---------- RECORDS SHOWN

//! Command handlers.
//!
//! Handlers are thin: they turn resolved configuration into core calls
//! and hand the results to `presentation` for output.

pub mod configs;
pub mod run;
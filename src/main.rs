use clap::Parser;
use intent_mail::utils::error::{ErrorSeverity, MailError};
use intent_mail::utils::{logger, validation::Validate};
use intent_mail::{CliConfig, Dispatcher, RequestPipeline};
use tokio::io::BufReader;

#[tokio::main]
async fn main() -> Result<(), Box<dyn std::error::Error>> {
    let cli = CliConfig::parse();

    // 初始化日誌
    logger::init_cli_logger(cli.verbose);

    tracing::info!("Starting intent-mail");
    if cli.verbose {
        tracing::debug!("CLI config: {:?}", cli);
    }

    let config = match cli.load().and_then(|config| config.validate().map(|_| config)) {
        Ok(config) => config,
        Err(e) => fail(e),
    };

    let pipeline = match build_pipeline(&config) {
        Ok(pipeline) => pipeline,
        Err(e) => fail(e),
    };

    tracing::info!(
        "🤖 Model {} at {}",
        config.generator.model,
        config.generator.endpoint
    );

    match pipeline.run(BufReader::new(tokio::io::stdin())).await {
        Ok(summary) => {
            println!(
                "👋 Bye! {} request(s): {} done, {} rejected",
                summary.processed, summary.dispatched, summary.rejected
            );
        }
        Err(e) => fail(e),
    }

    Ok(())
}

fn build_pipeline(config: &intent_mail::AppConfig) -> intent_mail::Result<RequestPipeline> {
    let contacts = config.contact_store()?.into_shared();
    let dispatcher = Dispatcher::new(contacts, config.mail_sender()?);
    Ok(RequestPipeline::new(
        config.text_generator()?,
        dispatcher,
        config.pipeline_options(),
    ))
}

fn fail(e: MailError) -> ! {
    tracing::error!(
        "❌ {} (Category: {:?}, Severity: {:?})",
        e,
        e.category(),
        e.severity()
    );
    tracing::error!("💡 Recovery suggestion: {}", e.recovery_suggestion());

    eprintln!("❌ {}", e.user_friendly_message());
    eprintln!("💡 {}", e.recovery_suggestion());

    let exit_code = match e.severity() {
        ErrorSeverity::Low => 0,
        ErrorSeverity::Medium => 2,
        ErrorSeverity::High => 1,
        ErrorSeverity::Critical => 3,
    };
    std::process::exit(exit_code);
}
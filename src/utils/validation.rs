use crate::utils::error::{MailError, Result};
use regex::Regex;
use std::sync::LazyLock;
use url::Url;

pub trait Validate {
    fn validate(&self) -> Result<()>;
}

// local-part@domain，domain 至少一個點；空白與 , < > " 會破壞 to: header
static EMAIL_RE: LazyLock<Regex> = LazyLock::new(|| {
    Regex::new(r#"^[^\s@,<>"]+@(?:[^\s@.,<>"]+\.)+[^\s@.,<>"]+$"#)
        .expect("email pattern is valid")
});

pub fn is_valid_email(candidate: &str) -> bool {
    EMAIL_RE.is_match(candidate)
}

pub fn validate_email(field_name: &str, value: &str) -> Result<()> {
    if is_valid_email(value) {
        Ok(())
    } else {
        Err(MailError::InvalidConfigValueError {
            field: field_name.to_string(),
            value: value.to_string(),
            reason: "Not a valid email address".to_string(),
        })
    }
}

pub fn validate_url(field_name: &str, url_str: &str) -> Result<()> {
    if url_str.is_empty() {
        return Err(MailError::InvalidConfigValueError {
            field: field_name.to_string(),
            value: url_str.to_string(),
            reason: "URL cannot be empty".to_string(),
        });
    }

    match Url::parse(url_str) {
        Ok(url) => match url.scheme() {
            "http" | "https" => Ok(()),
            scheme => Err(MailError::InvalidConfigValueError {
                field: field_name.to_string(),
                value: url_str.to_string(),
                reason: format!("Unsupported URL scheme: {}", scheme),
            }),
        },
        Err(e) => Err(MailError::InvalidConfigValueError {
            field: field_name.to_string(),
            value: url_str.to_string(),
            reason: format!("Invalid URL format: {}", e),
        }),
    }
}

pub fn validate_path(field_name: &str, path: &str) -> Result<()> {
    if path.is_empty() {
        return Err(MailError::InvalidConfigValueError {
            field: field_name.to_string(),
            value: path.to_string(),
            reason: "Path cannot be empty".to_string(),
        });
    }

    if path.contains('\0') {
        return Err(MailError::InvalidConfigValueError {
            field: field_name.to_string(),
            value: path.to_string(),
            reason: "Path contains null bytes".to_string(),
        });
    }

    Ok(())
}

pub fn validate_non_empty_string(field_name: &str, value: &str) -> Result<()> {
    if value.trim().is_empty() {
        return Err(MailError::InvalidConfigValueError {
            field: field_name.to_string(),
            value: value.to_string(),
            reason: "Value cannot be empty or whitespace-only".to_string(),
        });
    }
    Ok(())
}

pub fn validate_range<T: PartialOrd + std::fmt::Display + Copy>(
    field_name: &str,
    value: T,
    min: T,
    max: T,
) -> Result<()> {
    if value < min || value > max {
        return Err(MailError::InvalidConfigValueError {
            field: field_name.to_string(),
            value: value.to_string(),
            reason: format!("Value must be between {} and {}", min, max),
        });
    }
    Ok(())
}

--------------------
---------- RECORDS SHOWN

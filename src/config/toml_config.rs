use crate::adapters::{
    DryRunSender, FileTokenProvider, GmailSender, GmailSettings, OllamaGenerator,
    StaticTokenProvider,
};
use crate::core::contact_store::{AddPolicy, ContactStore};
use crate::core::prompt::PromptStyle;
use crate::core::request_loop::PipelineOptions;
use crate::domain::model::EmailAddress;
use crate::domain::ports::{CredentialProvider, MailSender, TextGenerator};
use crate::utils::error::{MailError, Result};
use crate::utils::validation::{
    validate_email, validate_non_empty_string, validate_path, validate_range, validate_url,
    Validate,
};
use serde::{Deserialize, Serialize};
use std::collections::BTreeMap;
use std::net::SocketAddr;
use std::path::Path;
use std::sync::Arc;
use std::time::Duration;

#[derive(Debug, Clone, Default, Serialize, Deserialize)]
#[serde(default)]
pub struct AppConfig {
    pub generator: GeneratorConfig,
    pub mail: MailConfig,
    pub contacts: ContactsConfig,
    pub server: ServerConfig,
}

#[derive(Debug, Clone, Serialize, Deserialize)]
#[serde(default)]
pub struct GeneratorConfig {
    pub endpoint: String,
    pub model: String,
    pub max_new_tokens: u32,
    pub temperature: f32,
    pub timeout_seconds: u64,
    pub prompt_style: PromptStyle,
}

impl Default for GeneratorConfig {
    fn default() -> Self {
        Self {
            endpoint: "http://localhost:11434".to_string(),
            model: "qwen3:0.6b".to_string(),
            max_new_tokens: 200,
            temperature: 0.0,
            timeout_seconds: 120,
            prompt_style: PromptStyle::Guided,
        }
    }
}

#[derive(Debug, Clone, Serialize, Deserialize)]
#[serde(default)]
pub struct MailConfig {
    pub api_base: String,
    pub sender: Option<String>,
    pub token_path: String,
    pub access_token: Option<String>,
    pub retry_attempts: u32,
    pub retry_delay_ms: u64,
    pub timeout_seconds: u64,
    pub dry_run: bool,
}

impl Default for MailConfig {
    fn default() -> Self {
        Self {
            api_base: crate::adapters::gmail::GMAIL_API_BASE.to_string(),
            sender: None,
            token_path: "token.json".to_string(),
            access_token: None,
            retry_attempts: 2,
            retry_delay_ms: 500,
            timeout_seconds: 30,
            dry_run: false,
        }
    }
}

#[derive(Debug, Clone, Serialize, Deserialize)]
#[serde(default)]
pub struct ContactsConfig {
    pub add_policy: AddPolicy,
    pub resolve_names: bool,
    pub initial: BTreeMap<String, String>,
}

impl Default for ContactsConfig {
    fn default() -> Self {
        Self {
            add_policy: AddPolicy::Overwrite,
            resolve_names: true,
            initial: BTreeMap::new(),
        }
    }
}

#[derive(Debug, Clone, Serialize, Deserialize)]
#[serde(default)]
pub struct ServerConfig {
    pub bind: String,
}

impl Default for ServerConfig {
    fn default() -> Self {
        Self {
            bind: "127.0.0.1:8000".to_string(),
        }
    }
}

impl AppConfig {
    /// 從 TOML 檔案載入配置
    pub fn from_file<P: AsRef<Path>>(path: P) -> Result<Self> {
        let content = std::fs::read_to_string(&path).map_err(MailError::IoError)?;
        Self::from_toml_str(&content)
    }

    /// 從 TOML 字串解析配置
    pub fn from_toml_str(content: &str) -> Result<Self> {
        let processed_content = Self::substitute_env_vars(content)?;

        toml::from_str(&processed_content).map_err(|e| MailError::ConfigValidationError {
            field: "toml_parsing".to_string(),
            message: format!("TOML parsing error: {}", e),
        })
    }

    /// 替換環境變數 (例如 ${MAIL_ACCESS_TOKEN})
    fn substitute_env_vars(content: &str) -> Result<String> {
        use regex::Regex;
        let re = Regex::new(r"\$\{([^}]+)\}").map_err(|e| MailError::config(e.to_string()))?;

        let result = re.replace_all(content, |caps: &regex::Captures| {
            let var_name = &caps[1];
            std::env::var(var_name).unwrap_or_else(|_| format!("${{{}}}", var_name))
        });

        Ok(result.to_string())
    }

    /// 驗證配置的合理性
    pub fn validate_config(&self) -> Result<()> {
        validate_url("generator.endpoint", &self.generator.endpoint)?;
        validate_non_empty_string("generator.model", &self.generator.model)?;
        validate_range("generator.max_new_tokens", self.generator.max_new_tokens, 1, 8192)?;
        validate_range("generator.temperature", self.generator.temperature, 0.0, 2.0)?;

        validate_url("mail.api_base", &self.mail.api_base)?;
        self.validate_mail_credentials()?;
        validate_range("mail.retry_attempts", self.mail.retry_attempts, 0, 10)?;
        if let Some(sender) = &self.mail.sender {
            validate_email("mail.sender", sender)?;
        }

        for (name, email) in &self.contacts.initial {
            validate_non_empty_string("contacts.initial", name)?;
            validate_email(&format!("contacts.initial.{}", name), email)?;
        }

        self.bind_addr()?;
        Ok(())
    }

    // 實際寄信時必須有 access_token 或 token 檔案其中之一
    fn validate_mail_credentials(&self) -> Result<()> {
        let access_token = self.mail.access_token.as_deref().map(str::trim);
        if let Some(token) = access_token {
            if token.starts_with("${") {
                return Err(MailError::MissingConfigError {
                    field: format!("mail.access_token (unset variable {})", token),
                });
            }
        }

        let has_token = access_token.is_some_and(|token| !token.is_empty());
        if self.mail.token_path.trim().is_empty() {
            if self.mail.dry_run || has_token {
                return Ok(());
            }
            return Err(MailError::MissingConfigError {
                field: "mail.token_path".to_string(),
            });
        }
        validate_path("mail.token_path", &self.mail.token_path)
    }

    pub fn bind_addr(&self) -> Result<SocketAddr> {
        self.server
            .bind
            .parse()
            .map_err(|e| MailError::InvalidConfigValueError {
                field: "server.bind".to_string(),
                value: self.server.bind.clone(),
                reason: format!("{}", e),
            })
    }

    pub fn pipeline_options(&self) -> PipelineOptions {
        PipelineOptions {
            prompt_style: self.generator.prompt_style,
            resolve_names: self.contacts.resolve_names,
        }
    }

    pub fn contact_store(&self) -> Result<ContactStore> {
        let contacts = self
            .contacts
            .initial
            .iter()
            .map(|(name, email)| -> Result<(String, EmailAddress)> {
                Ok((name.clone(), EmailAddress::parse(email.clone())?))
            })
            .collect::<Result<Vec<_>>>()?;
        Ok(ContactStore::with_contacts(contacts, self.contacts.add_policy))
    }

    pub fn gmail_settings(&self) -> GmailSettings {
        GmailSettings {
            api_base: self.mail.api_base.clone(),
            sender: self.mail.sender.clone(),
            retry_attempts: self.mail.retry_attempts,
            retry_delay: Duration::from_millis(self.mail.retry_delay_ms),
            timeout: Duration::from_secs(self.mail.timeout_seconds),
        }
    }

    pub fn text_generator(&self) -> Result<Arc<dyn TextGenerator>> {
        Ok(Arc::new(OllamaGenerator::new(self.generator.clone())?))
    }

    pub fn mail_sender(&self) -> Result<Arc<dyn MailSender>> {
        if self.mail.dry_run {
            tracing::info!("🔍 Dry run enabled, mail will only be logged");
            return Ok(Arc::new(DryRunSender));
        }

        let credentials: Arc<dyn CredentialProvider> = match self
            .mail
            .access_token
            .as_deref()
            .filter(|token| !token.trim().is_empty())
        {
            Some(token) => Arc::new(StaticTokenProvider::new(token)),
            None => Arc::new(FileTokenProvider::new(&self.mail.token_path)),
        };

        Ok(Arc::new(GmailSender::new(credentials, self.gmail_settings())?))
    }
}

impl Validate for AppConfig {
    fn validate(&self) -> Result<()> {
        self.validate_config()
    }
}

--------------------

#### TASK STATEMENT
Pick each line holding "initial" out of the entries above and return it.

#### EXPECTED ANSWER
    pub initial: BTreeMap<String, String>,
            initial: BTreeMap::new(),
        for (name, email) in &self.contacts.initial {
            validate_non_empty_string("contacts.initial", name)?;
            validate_email(&format!("contacts.initial.{}", name), email)?;
            .initial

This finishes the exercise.